What to produce - Exact repetition is the task: copy every entry below.

Material provided -

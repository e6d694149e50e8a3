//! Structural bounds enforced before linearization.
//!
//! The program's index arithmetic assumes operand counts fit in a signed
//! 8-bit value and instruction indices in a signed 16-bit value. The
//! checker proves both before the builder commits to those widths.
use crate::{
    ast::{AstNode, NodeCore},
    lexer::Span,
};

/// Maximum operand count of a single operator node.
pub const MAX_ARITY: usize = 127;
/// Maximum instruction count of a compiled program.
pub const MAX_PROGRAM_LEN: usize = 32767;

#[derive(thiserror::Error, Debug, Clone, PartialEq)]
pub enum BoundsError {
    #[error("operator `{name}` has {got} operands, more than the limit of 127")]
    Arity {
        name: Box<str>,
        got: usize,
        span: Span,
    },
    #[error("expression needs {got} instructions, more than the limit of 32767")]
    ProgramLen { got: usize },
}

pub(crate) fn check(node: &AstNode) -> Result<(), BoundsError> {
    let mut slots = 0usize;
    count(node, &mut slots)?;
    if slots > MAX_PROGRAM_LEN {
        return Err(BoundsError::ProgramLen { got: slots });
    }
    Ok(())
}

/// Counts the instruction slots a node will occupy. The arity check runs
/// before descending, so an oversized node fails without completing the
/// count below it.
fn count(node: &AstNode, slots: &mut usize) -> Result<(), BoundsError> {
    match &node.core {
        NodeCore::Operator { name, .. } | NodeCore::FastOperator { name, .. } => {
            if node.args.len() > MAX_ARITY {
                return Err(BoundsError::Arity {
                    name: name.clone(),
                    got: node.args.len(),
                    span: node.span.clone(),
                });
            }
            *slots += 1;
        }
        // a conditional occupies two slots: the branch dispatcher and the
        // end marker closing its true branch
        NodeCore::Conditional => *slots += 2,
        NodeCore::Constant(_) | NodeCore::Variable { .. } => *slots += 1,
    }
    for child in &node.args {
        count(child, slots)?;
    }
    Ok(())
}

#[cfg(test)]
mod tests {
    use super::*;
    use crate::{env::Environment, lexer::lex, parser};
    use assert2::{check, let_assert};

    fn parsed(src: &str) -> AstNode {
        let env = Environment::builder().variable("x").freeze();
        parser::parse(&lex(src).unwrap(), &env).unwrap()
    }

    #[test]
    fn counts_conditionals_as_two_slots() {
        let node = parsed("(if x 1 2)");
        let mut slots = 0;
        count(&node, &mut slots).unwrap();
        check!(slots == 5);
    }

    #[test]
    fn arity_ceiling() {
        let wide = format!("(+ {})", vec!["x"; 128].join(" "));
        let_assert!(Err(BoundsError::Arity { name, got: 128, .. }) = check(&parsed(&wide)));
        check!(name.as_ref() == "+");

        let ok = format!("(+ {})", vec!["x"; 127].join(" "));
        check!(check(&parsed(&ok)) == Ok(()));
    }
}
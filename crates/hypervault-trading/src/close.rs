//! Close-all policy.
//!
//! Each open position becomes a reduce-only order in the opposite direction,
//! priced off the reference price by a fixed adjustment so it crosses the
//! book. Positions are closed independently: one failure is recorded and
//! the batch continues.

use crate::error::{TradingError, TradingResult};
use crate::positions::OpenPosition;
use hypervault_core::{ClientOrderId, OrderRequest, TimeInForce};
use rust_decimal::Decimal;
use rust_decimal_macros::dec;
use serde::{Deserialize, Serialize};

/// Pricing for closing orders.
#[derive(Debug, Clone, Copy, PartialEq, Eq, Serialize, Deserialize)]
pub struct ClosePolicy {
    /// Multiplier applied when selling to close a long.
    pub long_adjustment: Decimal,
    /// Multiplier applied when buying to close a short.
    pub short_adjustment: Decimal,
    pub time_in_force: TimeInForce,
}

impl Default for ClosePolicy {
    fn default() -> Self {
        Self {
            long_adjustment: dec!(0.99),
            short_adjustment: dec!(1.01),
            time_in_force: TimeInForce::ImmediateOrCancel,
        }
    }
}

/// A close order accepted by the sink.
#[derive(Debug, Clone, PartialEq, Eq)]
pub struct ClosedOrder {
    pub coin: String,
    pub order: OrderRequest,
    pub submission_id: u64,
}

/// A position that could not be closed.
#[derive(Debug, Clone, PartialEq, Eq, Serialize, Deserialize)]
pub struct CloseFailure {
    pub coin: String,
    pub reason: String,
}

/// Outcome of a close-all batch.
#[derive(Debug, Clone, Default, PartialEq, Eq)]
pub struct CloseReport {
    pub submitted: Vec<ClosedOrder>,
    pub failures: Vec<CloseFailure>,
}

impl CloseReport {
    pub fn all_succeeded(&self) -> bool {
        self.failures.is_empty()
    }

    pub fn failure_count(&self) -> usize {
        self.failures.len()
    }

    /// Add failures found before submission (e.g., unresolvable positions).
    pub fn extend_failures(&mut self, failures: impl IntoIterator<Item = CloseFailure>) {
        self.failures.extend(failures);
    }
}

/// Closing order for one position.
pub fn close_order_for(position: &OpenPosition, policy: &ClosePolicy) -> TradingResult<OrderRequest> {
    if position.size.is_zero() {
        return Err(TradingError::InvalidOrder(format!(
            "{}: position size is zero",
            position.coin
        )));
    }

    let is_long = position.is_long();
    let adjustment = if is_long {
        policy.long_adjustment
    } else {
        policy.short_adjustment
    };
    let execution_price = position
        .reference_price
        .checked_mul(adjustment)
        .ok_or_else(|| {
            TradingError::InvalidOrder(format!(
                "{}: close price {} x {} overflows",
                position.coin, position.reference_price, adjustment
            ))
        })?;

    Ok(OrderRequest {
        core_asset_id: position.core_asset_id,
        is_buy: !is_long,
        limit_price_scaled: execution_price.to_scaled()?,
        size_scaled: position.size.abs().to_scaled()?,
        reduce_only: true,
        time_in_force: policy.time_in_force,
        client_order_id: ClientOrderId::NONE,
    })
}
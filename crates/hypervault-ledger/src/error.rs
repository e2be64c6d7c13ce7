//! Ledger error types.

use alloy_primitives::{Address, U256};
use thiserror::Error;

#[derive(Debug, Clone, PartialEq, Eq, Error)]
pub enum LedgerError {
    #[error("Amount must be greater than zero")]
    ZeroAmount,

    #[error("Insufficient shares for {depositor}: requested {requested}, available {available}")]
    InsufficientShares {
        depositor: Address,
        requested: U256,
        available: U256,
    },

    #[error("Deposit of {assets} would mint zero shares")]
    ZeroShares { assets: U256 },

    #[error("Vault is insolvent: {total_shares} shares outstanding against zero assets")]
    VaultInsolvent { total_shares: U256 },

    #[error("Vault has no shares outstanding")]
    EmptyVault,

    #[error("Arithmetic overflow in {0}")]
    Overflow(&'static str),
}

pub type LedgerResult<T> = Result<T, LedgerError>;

Solved exercise -
repository e6d694149e50e8a3
//! Structural bounds enforced before linearization.
//!
//! The program's index arithmetic assumes operand counts fit in a signed
//! 8-bit value and instruction indices in a signed 16-bit value. The
//! checker proves both before the builder commits to those widths.
use crate::{
    ast::{AstNode, NodeCore},
    lexer::Span,
};

/// Maximum operand count of a single operator node.
pub const MAX_ARITY: usize = 127;
/// Maximum instruction count of a compiled program.
pub const MAX_PROGRAM_LEN: usize = 32767;

#[derive(thiserror::Error, Debug, Clone, PartialEq)]
pub enum BoundsError {
    #[error("operator `{name}` has {got} operands, more than the limit of 127")]
    Arity {
        name: Box<str>,
        got: usize,
        span: Span,
    },
    #[error("expression needs {got} instructions, more than the limit of 32767")]
    ProgramLen { got: usize },
}

pub(crate) fn check(node: &AstNode) -> Result<(), BoundsError> {
    let mut slots = 0usize;
    count(node, &mut slots)?;
    if slots > MAX_PROGRAM_LEN {
        return Err(BoundsError::ProgramLen { got: slots });
    }
    Ok(())
}

/// Counts the instruction slots a node will occupy. The arity check runs
/// before descending, so an oversized node fails without completing the
/// count below it.
fn count(node: &AstNode, slots: &mut usize) -> Result<(), BoundsError> {
    match &node.core {
        NodeCore::Operator { name, .. } | NodeCore::FastOperator { name, .. } => {
            if node.args.len() > MAX_ARITY {
                return Err(BoundsError::Arity {
                    name: name.clone(),
                    got: node.args.len(),
                    span: node.span.clone(),
                });
            }
            *slots += 1;
        }
        // a conditional occupies two slots: the branch dispatcher and the
        // end marker closing its true branch
        NodeCore::Conditional => *slots += 2,
        NodeCore::Constant(_) | NodeCore::Variable { .. } => *slots += 1,
    }
    for child in &node.args {
        count(child, slots)?;
    }
    Ok(())
}

#[cfg(test)]
mod tests {
    use super::*;
    use crate::{env::Environment, lexer::lex, parser};
    use assert2::{check, let_assert};

    fn parsed(src: &str) -> AstNode {
        let env = Environment::builder().variable("x").freeze();
        parser::parse(&lex(src).unwrap(), &env).unwrap()
    }

    #[test]
    fn counts_conditionals_as_two_slots() {
        let node = parsed("(if x 1 2)");
        let mut slots = 0;
        count(&node, &mut slots).unwrap();
        check!(slots == 5);
    }

    #[test]
    fn arity_ceiling() {
        let wide = format!("(+ {})", vec!["x"; 128].join(" "));
        let_assert!(Err(BoundsError::Arity { name, got: 128, .. }) = check(&parsed(&wide)));
        check!(name.as_ref() == "+");

        let ok = format!("(+ {})", vec!["x"; 127].join(" "));
        check!(check(&parsed(&ok)) == Ok(()));
    }
}
filename crates/hypervault-trading/src/close.rs
//! Close-all policy.
//!
//! Each open position becomes a reduce-only order in the opposite direction,
//! priced off the reference price by a fixed adjustment so it crosses the
//! book. Positions are closed independently: one failure is recorded and
//! the batch continues.

use crate::error::{TradingError, TradingResult};
use crate::positions::OpenPosition;
use hypervault_core::{ClientOrderId, OrderRequest, TimeInForce};
use rust_decimal::Decimal;
use rust_decimal_macros::dec;
use serde::{Deserialize, Serialize};

/// Pricing for closing orders.
#[derive(Debug, Clone, Copy, PartialEq, Eq, Serialize, Deserialize)]
pub struct ClosePolicy {
    /// Multiplier applied when selling to close a long.
    pub long_adjustment: Decimal,
    /// Multiplier applied when buying to close a short.
    pub short_adjustment: Decimal,
    pub time_in_force: TimeInForce,
}

impl Default for ClosePolicy {
    fn default() -> Self {
        Self {
            long_adjustment: dec!(0.99),
            short_adjustment: dec!(1.01),
            time_in_force: TimeInForce::ImmediateOrCancel,
        }
    }
}

/// A close order accepted by the sink.
#[derive(Debug, Clone, PartialEq, Eq)]
pub struct ClosedOrder {
    pub coin: String,
    pub order: OrderRequest,
    pub submission_id: u64,
}

/// A position that could not be closed.
#[derive(Debug, Clone, PartialEq, Eq, Serialize, Deserialize)]
pub struct CloseFailure {
    pub coin: String,
    pub reason: String,
}

/// Outcome of a close-all batch.
#[derive(Debug, Clone, Default, PartialEq, Eq)]
pub struct CloseReport {
    pub submitted: Vec<ClosedOrder>,
    pub failures: Vec<CloseFailure>,
}

impl CloseReport {
    pub fn all_succeeded(&self) -> bool {
        self.failures.is_empty()
    }

    pub fn failure_count(&self) -> usize {
        self.failures.len()
    }

    /// Add failures found before submission (e.g., unresolvable positions).
    pub fn extend_failures(&mut self, failures: impl IntoIterator<Item = CloseFailure>) {
        self.failures.extend(failures);
    }
}

/// Closing order for one position.
pub fn close_order_for(position: &OpenPosition, policy: &ClosePolicy) -> TradingResult<OrderRequest> {
    if position.size.is_zero() {
        return Err(TradingError::InvalidOrder(format!(
            "{}: position size is zero",
            position.coin
        )));
    }

    let is_long = position.is_long();
    let adjustment = if is_long {
        policy.long_adjustment
    } else {
        policy.short_adjustment
    };
    let execution_price = position
        .reference_price
        .checked_mul(adjustment)
        .ok_or_else(|| {
            TradingError::InvalidOrder(format!(
                "{}: close price {} x {} overflows",
                position.coin, position.reference_price, adjustment
            ))
        })?;

    Ok(OrderRequest {
        core_asset_id: position.core_asset_id,
        is_buy: !is_long,
        limit_price_scaled: execution_price.to_scaled()?,
        size_scaled: position.size.abs().to_scaled()?,
        reduce_only: true,
        time_in_force: policy.time_in_force,
        client_order_id: ClientOrderId::NONE,
    })
}
filename crates/hypervault-ledger/src/error.rs
repository e2be64c6d7c13ce7
//! Ledger error types.

use alloy_primitives::{Address, U256};
use thiserror::Error;

#[derive(Debug, Clone, PartialEq, Eq, Error)]
pub enum LedgerError {
    #[error("Amount must be greater than zero")]
    ZeroAmount,

    #[error("Insufficient shares for {depositor}: requested {requested}, available {available}")]
    InsufficientShares {
        depositor: Address,
        requested: U256,
        available: U256,
    },

    #[error("Deposit of {assets} would mint zero shares")]
    ZeroShares { assets: U256 },

    #[error("Vault is insolvent: {total_shares} shares outstanding against zero assets")]
    VaultInsolvent { total_shares: U256 },

    #[error("Vault has no shares outstanding")]
    EmptyVault,

    #[error("Arithmetic overflow in {0}")]
    Overflow(&'static str),
}

pub type LedgerResult<T> = Result<T, LedgerError>;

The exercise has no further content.